• [Task item]: Whenever a line below includes the string "display", show it.
+===+
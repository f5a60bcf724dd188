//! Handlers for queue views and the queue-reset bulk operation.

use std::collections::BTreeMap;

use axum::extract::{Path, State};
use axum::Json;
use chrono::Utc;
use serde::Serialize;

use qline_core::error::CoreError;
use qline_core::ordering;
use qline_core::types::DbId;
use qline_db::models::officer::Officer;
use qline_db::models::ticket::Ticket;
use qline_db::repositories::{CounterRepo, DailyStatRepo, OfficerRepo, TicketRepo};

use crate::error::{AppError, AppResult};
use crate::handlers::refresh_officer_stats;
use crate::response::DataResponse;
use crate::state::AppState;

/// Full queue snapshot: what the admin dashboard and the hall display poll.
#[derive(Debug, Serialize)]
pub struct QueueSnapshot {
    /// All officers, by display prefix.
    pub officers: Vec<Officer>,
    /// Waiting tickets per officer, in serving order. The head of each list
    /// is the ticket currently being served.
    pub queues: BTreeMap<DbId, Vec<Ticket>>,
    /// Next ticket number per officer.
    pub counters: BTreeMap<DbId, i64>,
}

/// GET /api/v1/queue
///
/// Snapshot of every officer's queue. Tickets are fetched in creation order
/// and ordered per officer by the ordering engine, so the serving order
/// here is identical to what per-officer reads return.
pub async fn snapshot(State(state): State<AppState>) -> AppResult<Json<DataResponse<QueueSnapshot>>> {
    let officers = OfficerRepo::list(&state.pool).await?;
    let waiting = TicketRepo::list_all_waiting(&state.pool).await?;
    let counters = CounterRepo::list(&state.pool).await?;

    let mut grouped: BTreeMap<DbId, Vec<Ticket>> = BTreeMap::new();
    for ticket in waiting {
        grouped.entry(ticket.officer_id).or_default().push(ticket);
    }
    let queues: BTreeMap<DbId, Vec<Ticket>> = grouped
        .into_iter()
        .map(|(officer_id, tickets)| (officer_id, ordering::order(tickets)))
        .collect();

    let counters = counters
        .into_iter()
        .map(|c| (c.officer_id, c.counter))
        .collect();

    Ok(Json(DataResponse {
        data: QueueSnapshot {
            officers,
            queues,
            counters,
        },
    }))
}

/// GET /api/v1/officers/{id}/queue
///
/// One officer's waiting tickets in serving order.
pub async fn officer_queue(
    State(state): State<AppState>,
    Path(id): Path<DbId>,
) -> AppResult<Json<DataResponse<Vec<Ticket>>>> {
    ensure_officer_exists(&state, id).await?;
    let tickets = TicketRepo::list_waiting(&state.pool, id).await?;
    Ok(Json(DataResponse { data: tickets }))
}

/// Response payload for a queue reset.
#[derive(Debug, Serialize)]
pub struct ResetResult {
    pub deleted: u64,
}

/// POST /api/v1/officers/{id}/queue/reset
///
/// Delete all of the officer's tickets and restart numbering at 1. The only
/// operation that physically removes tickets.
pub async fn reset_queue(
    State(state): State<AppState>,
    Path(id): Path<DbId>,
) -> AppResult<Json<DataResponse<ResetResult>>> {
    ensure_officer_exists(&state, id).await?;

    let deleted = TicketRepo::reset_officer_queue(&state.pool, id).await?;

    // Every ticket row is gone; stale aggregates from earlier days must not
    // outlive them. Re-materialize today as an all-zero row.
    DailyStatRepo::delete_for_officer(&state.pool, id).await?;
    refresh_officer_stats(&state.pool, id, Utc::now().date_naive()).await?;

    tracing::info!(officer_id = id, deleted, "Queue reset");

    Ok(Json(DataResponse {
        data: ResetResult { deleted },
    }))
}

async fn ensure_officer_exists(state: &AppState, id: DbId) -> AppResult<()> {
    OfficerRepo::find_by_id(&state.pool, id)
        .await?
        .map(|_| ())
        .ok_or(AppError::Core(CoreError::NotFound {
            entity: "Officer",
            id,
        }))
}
+===+
• [Task result]:
/// Full queue snapshot: what the admin dashboard and the hall display poll.
    /// All officers, by display prefix.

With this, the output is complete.